J’ai passé beaucoup d’années à nourrir mes fantasmes. À ce moment-là de mon histoire c’était cohérent. Ma vision de la sexualité était simple : pour qu’elle soit vivante il fallait un flot incessant de nouveautés de façon à repousser toujours plus loin les limites du monde connu. Aussi, toutes ces heures passées à faire tourner ma machine à images avaient un sens.
En m’observant attentivement j’ai fini par toucher du cœur cette insatisfaction chronique, ce manque omniprésent qui m’habitait. En vérité, je passais beaucoup plus de temps à penser qu’à vivre mes fantasmes ! Et même quand j’y arrivais, ce n’était jamais aussi bien que je l’avais espéré. C’était toujours plus satisfaisant en rêve qu’en réalité.
Visiblement je passais à côté de quelque chose.
Son positionnement de femme – son refus du statu quo – a certainement été un événement déclencheur dans notre histoire. D’un seul coup je prenais conscience des différences marquées qui séparaient nos deux visions de la sexualité.
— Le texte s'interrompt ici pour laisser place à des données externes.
//! DynamoDB error types.
//!
//! DynamoDB errors use JSON format with a `__type` field containing the
//! fully-qualified error type name.

use std::fmt;

/// Well-known DynamoDB error codes.
#[derive(Debug, Clone, Copy, PartialEq, Eq, Hash, Default)]
#[non_exhaustive]
pub enum DynamoDBErrorCode {
    /// Table already exists.
    ResourceInUseException,
    /// Table not found.
    ResourceNotFoundException,
    /// Condition check failed.
    ConditionalCheckFailedException,
    /// Transaction canceled.
    TransactionCanceledException,
    /// Transaction conflict.
    TransactionConflictException,
    /// Transaction in progress.
    TransactionInProgressException,
    /// Idempotent parameter mismatch.
    IdempotentParameterMismatchException,
    /// Item collection size limit exceeded.
    ItemCollectionSizeLimitExceededException,
    /// Provisioned throughput exceeded.
    ProvisionedThroughputExceededException,
    /// Request limit exceeded.
    RequestLimitExceeded,
    /// Validation error.
    #[default]
    ValidationException,
    /// Serialization error.
    SerializationException,
    /// Internal server error.
    InternalServerError,
    /// Missing action.
    MissingAction,
    /// Access denied.
    AccessDeniedException,
    /// Unknown operation.
    UnrecognizedClientException,
    /// Operation deadline exceeded.
    RequestTimeoutException,
}

impl DynamoDBErrorCode {
    /// Returns the fully-qualified error type string for JSON `__type` field.
    #[must_use]
    pub fn error_type(&self) -> &'static str {
        match self {
            Self::ResourceInUseException => {
                "com.amazonaws.dynamodb.v20120810#ResourceInUseException"
            }
            Self::ResourceNotFoundException => {
                "com.amazonaws.dynamodb.v20120810#ResourceNotFoundException"
            }
            Self::ConditionalCheckFailedException => {
                "com.amazonaws.dynamodb.v20120810#ConditionalCheckFailedException"
            }
            Self::TransactionCanceledException => {
                "com.amazonaws.dynamodb.v20120810#TransactionCanceledException"
            }
            Self::TransactionConflictException => {
                "com.amazonaws.dynamodb.v20120810#TransactionConflictException"
            }
            Self::TransactionInProgressException => {
                "com.amazonaws.dynamodb.v20120810#TransactionInProgressException"
            }
            Self::IdempotentParameterMismatchException => {
                "com.amazonaws.dynamodb.v20120810#IdempotentParameterMismatchException"
            }
            Self::ItemCollectionSizeLimitExceededException => {
                "com.amazonaws.dynamodb.v20120810#ItemCollectionSizeLimitExceededException"
            }
            Self::ProvisionedThroughputExceededException => {
                "com.amazonaws.dynamodb.v20120810#ProvisionedThroughputExceededException"
            }
            Self::RequestLimitExceeded => "com.amazonaws.dynamodb.v20120810#RequestLimitExceeded",
            Self::ValidationException => "com.amazon.coral.validate#ValidationException",
            Self::SerializationException => {
                "com.amazonaws.dynamodb.v20120810#SerializationException"
            }
            Self::InternalServerError => "com.amazonaws.dynamodb.v20120810#InternalServerError",
            Self::MissingAction => "com.amazonaws.dynamodb.v20120810#MissingAction",
            Self::AccessDeniedException => "com.amazonaws.dynamodb.v20120810#AccessDeniedException",
            Self::UnrecognizedClientException => {
                "com.amazonaws.dynamodb.v20120810#UnrecognizedClientException"
            }
            Self::RequestTimeoutException => "com.amazonaws.dynamodb.v20120810#RequestTimeout",
        }
    }

    /// Returns the short error code string.
    #[must_use]
    pub fn as_str(&self) -> &'static str {
        match self {
            Self::ResourceInUseException => "ResourceInUseException",
            Self::ResourceNotFoundException => "ResourceNotFoundException",
            Self::ConditionalCheckFailedException => "ConditionalCheckFailedException",
            Self::TransactionCanceledException => "TransactionCanceledException",
            Self::TransactionConflictException => "TransactionConflictException",
            Self::TransactionInProgressException => "TransactionInProgressException",
            Self::IdempotentParameterMismatchException => "IdempotentParameterMismatchException",
            Self::ItemCollectionSizeLimitExceededException => {
                "ItemCollectionSizeLimitExceededException"
            }
            Self::ProvisionedThroughputExceededException => {
                "ProvisionedThroughputExceededException"
            }
            Self::RequestLimitExceeded => "RequestLimitExceeded",
            Self::ValidationException => "ValidationException",
            Self::SerializationException => "SerializationException",
            Self::InternalServerError => "InternalServerError",
            Self::MissingAction => "MissingAction",
            Self::AccessDeniedException => "AccessDeniedException",
            Self::UnrecognizedClientException => "UnrecognizedClientException",
            Self::RequestTimeoutException => "RequestTimeout",
        }
    }

    /// Returns the default HTTP status code for this error.
    #[must_use]
    pub fn default_status_code(&self) -> http::StatusCode {
        match self {
            Self::InternalServerError => http::StatusCode::INTERNAL_SERVER_ERROR,
            Self::RequestTimeoutException => http::StatusCode::REQUEST_TIMEOUT,
            _ => http::StatusCode::BAD_REQUEST,
        }
    }
}

impl fmt::Display for DynamoDBErrorCode {
    fn fmt(&self, f: &mut fmt::Formatter<'_>) -> fmt::Result {
        f.write_str(self.as_str())
    }
}

/// One slot of `TransactWriteItems`' per-item cancellation report.
///
/// DynamoDB always returns exactly one reason per request item; `None` marks
/// an item whose check/write would have succeeded had the whole transaction
/// not been aborted by a sibling item.
#[derive(Debug, Clone, Copy, PartialEq, Eq, Default)]
pub enum CancellationReason {
    /// This item did not cause the cancellation.
    #[default]
    None,
    /// This item's `ConditionExpression` evaluated to false.
    ConditionalCheckFailed,
    /// This item's request shape was invalid.
    ValidationError,
    /// This item's collection exceeded its size limit.
    ItemCollectionSizeLimitExceeded,
}

impl CancellationReason {
    /// Returns the wire code string, or `None` for a non-cancelling item.
    #[must_use]
    pub fn as_str(&self) -> Option<&'static str> {
        match self {
            Self::None => None,
            Self::ConditionalCheckFailed => Some("ConditionalCheckFailed"),
            Self::ValidationError => Some("ValidationError"),
            Self::ItemCollectionSizeLimitExceeded => Some("ItemCollectionSizeLimitExceeded"),
        }
    }
}

/// A DynamoDB error response.
#[derive(Debug)]
pub struct DynamoDBError {
    /// The error code.
    pub code: DynamoDBErrorCode,
    /// A human-readable error message.
    pub message: String,
    /// The HTTP status code.
    pub status_code: http::StatusCode,
    /// The underlying source error, if any.
    pub source: Option<Box<dyn std::error::Error + Send + Sync>>,
    /// Per-item cancellation reasons, populated only for
    /// `TransactionCanceledException`.
    pub cancellation_reasons: Option<Vec<CancellationReason>>,
}

impl fmt::Display for DynamoDBError {
    fn fmt(&self, f: &mut fmt::Formatter<'_>) -> fmt::Result {
        write!(f, "DynamoDBError({}): {}", self.code, self.message)
    }
}

impl std::error::Error for DynamoDBError {
    fn source(&self) -> Option<&(dyn std::error::Error + 'static)> {
        self.source
            .as_ref()
            .map(|e| e.as_ref() as &(dyn std::error::Error + 'static))
    }
}

impl DynamoDBError {
    /// Create a new `DynamoDBError` from an error code.
    #[must_use]
    pub fn new(code: DynamoDBErrorCode) -> Self {
        Self {
            status_code: code.default_status_code(),
            message: code.as_str().to_owned(),
            code,
            source: None,
            cancellation_reasons: None,
        }
    }

    /// Create a new `DynamoDBError` with a custom message.
    #[must_use]
    pub fn with_message(code: DynamoDBErrorCode, message: impl Into<String>) -> Self {
        Self {
            status_code: code.default_status_code(),
            message: message.into(),
            code,
            source: None,
            cancellation_reasons: None,
        }
    }

    /// Attach per-item cancellation reasons (for `TransactionCanceledException`).
    #[must_use]
    pub fn with_cancellation_reasons(mut self, reasons: Vec<CancellationReason>) -> Self {
        self.cancellation_reasons = Some(reasons);
        self
    }

    /// Set the source error.
    #[must_use]
    pub fn with_source(mut self, source: impl std::error::Error + Send + Sync + 'static) -> Self {
        self.source = Some(Box::new(source));
        self
    }

    /// Returns the `__type` string for the JSON error response.
    #[must_use]
    pub fn error_type(&self) -> &'static str {
        self.code.error_type()
    }

    // -- Convenience constructors --

    /// Table already exists.
    #[must_use]
    pub fn resource_in_use(message: impl Into<String>) -> Self {
        Self::with_message(DynamoDBErrorCode::ResourceInUseException, message)
    }

    /// Table or resource not found.
    #[must_use]
    pub fn resource_not_found(message: impl Into<String>) -> Self {
        Self::with_message(DynamoDBErrorCode::ResourceNotFoundException, message)
    }

    /// Condition expression evaluated to false.
    #[must_use]
    pub fn conditional_check_failed(message: impl Into<String>) -> Self {
        Self::with_message(DynamoDBErrorCode::ConditionalCheckFailedException, message)
    }

    /// Validation error.
    #[must_use]
    pub fn validation(message: impl Into<String>) -> Self {
        Self::with_message(DynamoDBErrorCode::ValidationException, message)
    }

    /// Serialization error.
    #[must_use]
    pub fn serialization_exception(message: impl Into<String>) -> Self {
        Self::with_message(DynamoDBErrorCode::SerializationException, message)
    }

    /// Internal server error.
    #[must_use]
    pub fn internal_error(message: impl Into<String>) -> Self {
        Self::with_message(DynamoDBErrorCode::InternalServerError, message)
    }

    /// Missing action header.
    #[must_use]
    pub fn missing_action() -> Self {
        Self::with_message(
            DynamoDBErrorCode::MissingAction,
            "Missing required header: X-Amz-Target",
        )
    }

    /// Transaction aborted; carries a per-item cancellation reason list.
    #[must_use]
    pub fn transaction_canceled(reasons: Vec<CancellationReason>) -> Self {
        let summary = reasons
            .iter()
            .map(|r| r.as_str().unwrap_or("None"))
            .collect::<Vec<_>>()
            .join(", ");
        Self::with_message(
            DynamoDBErrorCode::TransactionCanceledException,
            format!("Transaction cancelled, please refer cancellation reasons for specific reasons [{summary}]"),
        )
        .with_cancellation_reasons(reasons)
    }

    /// Operation deadline exceeded.
    #[must_use]
    pub fn request_timeout(message: impl Into<String>) -> Self {
        Self::with_message(DynamoDBErrorCode::RequestTimeoutException, message)
    }

    /// Unknown operation.
    #[must_use]
    pub fn unknown_operation(target: &str) -> Self {
        Self::with_message(
            DynamoDBErrorCode::UnrecognizedClientException,
            format!("Unrecognized operation: {target}"),
        )
    }
}

/// Create a `DynamoDBError` from an error code.
///
/// # Examples
///
/// ```
/// use pretender_dynamodb_model::dynamodb_error;
/// use pretender_dynamodb_model::error::DynamoDBErrorCode;
///
/// let err = dynamodb_error!(ValidationException);
/// assert_eq!(err.code, DynamoDBErrorCode::ValidationException);
///
/// let err = dynamodb_error!(ResourceNotFoundException, "Table not found");
/// assert_eq!(err.message, "Table not found");
/// ```
#[macro_export]
macro_rules! dynamodb_error {
    ($code:ident) => {
        $crate::error::DynamoDBError::new($crate::error::DynamoDBErrorCode::$code)
    };
    ($code:ident, $msg:expr) => {
        $crate::error::DynamoDBError::with_message($crate::error::DynamoDBErrorCode::$code, $msg)
    };
}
En l’écoutant attentivement je comprenais qu’elle rêvait surtout d’être pénétrée avec amour en non dans telle ou telle position…
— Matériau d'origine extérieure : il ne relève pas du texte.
//! Shared DynamoDB types for the 12 MVP operations.
//!
//! All types follow the DynamoDB JSON wire format with `PascalCase` field names.
//! Structs use `#[serde(rename_all = "PascalCase")]` to match the DynamoDB API.
//!
//! Enum variants use idiomatic Rust `PascalCase` naming with `#[serde(rename)]`
//! attributes to map to the `SCREAMING_SNAKE_CASE` wire format that DynamoDB uses.
//!
//! # MVP Operations Covered
//!
//! - Table management: `CreateTable`, `DeleteTable`, `DescribeTable`, `ListTables`
//! - Item CRUD: `PutItem`, `GetItem`, `UpdateItem`, `DeleteItem`
//! - Queries: `Query`, `Scan`
//! - Batch: `BatchGetItem`, `BatchWriteItem`

use std::collections::HashMap;

use serde::{Deserialize, Serialize};

use crate::attribute_value::AttributeValue;

// ---------------------------------------------------------------------------
// Enums
// ---------------------------------------------------------------------------

/// Key type within a key schema element.
///
/// `Hash` denotes the partition key; `Range` denotes the sort key.
#[derive(Debug, Clone, PartialEq, Eq, Hash, Serialize, Deserialize)]
pub enum KeyType {
    /// Partition key.
    #[serde(rename = "HASH")]
    Hash,
    /// Sort key.
    #[serde(rename = "RANGE")]
    Range,
}

impl KeyType {
    /// Returns the DynamoDB wire-format string representation of this key type.
    #[must_use]
    pub fn as_str(&self) -> &'static str {
        match self {
            Self::Hash => "HASH",
            Self::Range => "RANGE",
        }
    }
}

impl std::fmt::Display for KeyType {
    fn fmt(&self, f: &mut std::fmt::Formatter<'_>) -> std::fmt::Result {
        f.write_str(self.as_str())
    }
}

/// Scalar attribute types supported in key schema and attribute definitions.
///
/// DynamoDB only allows `S`, `N`, and `B` for key attributes, but the wire
/// protocol may receive other values which must be rejected with a
/// `ValidationException` rather than a deserialization error.
#[derive(Debug, Clone, PartialEq, Eq, Hash)]
pub enum ScalarAttributeType {
    /// String type.
    S,
    /// Number type.
    N,
    /// Binary type.
    B,
    /// An unknown/invalid attribute type received from the client.
    Unknown(String),
}
//! Background TTL sweeper: periodically removes items whose TTL attribute
//! names an epoch in the past.
//!
//! This is a best-effort convenience matching real DynamoDB's behavior:
//! nothing stops an item from being read or written between the moment it
//! expires and the moment the sweep gets to it, and if the worker isn't
//! running expired items simply remain queryable until it next runs.

use std::sync::Arc;
use std::time::Duration;

use pretender_dynamodb_model::error::DynamoDBError;
use tokio::sync::watch;

use crate::clock::Clock;
use crate::error::storage_error_to_dynamodb;
use crate::state::DynamoDBServiceState;
use crate::storage;

/// Spawns the periodic TTL sweep, honoring `shutdown` so an in-flight batch
/// finishes before exit.
pub fn spawn_ttl_sweeper(
    state: Arc<DynamoDBServiceState>,
    clock: Arc<dyn Clock>,
    interval: Duration,
    batch_size: i64,
    principal: String,
    mut shutdown: watch::Receiver<bool>,
) -> tokio::task::JoinHandle<()> {
    tokio::spawn(async move {
        let mut ticker = tokio::time::interval(interval);
        loop {
            tokio::select! {
                _ = ticker.tick() => {
                    if let Err(e) = sweep_all_tables(&state, clock.as_ref(), batch_size, &principal).await {
                        tracing::warn!(error = %e, "TTL sweep pass failed");
                    }
                }
                _ = shutdown.changed() => {
                    if *shutdown.borrow() {
                        break;
                    }
                }
            }
        }
    })
}

async fn sweep_all_tables(
    state: &DynamoDBServiceState,
    clock: &dyn Clock,
    batch_size: i64,
    principal: &str,
) -> Result<(), DynamoDBError> {
    let names = state.list_table_names().await?;
    for name in names {
        let Some(table) = state.get_table(&name).await? else {
            continue;
        };
        if !table.ttl_enabled {
            continue;
        }
        let Some(ttl_attr) = table.ttl_attribute_name.as_deref() else {
            continue;
        };

        let cutoff = clock.now().timestamp();
        let candidates = storage::select_expired(state.pool(), &table.name, cutoff, batch_size)
            .await
            .map_err(storage_error_to_dynamodb)?;

        for candidate in candidates {
            let Some(pk) = storage::extract_primary_key_lossy(&table.key_schema, &candidate) else {
                continue;
            };

            let mut tx = state
                .pool()
                .begin()
                .await
                .map_err(|e| DynamoDBError::internal_error(e.to_string()))?;

            // Re-check under lock: the item may have been updated (TTL
            // attribute cleared or pushed forward) since `select_expired` ran.
            let locked = storage::lock_item(&mut tx, &table.name, &pk)
                .await
                .map_err(storage_error_to_dynamodb)?;
            let Some(locked) = locked else {
                tx.commit()
                    .await
                    .map_err(|e| DynamoDBError::internal_error(e.to_string()))?;
                continue;
            };
            if !is_still_expired(&locked, ttl_attr, clock.now().timestamp()) {
                tx.commit()
                    .await
                    .map_err(|e| DynamoDBError::internal_error(e.to_string()))?;
                continue;
            }

            storage::delete_item(&mut tx, &table.name, &pk)
                .await
                .map_err(storage_error_to_dynamodb)?;
            storage::maintain_gsi_projections(
                &mut tx,
                &table.name,
                &table.key_schema,
                &table.attribute_definitions,
                &table.gsi_definitions,
                &pk,
                None,
            )
            .await
            .map_err(storage_error_to_dynamodb)?;
            crate::streams::record_ttl_expiry(&mut tx, &table, &locked, clock, principal)
                .await
                .map_err(storage_error_to_dynamodb)?;

            tx.commit()
                .await
                .map_err(|e| DynamoDBError::internal_error(e.to_string()))?;
        }
    }
    Ok(())
}

fn is_still_expired(item: &storage::Item, ttl_attr: &str, now_epoch: i64) -> bool {
    use pretender_dynamodb_model::AttributeValue;
    match item.get(ttl_attr) {
        Some(AttributeValue::N(n)) => n.parse::<i64>().is_ok_and(|epoch| epoch <= now_epoch),
        _ => false,
    }
}

#[cfg(test)]
mod tests {
    use super::*;
    use pretender_dynamodb_model::AttributeValue;

    #[test]
    fn test_should_treat_non_numeric_ttl_as_not_expired() {
        let mut item = storage::Item::new();
        item.insert("expires".to_owned(), AttributeValue::S("soon".to_owned()));
        assert!(!is_still_expired(&item, "expires", 1_000));
    }

    #[test]
    fn test_should_treat_future_epoch_as_not_expired() {
        let mut item = storage::Item::new();
        item.insert("expires".to_owned(), AttributeValue::N("9999999999".to_owned()));
        assert!(!is_still_expired(&item, "expires", 1_000));
    }

    #[test]
    fn test_should_treat_past_epoch_as_expired() {
        let mut item = storage::Item::new();
        item.insert("expires".to_owned(), AttributeValue::N("1".to_owned()));
        assert!(is_still_expired(&item, "expires", 1_000));
    }
}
La rejoindre sur ce terrain m’a demandé de faire un travail intérieur soutenu pour sortir de ma tête et commencer à ressentir cet amour qui circulait entre nous. Très lentement, j’ai appris à me détendre en respirant consciemment pour m’ouvrir toujours plus profondément à ce flow délicieux qui nous reliait dans l’invisible.
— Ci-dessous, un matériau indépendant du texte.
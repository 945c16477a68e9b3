//! DynamoDB model types for Pretender.
//!
//! This crate provides all DynamoDB API types needed for the Pretender DynamoDB
//! implementation. Unlike the S3 model crate which is auto-generated from Smithy,
//! these types are hand-written since DynamoDB's JSON protocol makes serde derives
//! trivial.
// "DynamoDB" appears in virtually every doc comment in this crate.
#![allow(clippy::doc_markdown)]
#![allow(clippy::too_many_lines)]
#![allow(clippy::struct_excessive_bools)]
#![allow(clippy::module_name_repetitions)]
#![allow(missing_docs)]

pub mod attribute_value;
pub mod error;
pub mod input;
pub mod operations;
pub mod output;
pub mod types;

pub use attribute_value::AttributeValue;
pub use error::{CancellationReason, DynamoDBError, DynamoDBErrorCode};
pub use operations::DynamoDBOperation;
Un jour j’ai même réalisé que mon sentiment de manque perdait du terrain. Ce travail d’ouverture m’avait remis en contact avec cette plénitude vécue lorsque j’étais relié à l’autre, à moi-même, dans cet espace où les frontières n’étaient plus, où les mots et les images s’effaçaient devant la majesté de ce que nous étions réellement…
Au final ma sexualité change quand mon intention change. Je peux mettre en scène des films qui n’existent que dans ma tête ou m’ouvrir totalement à cette rencontre avec l’autre qui inévitablement me ramènera vers cet endroit béni où, à perte de vue, il n’y a plus que nous.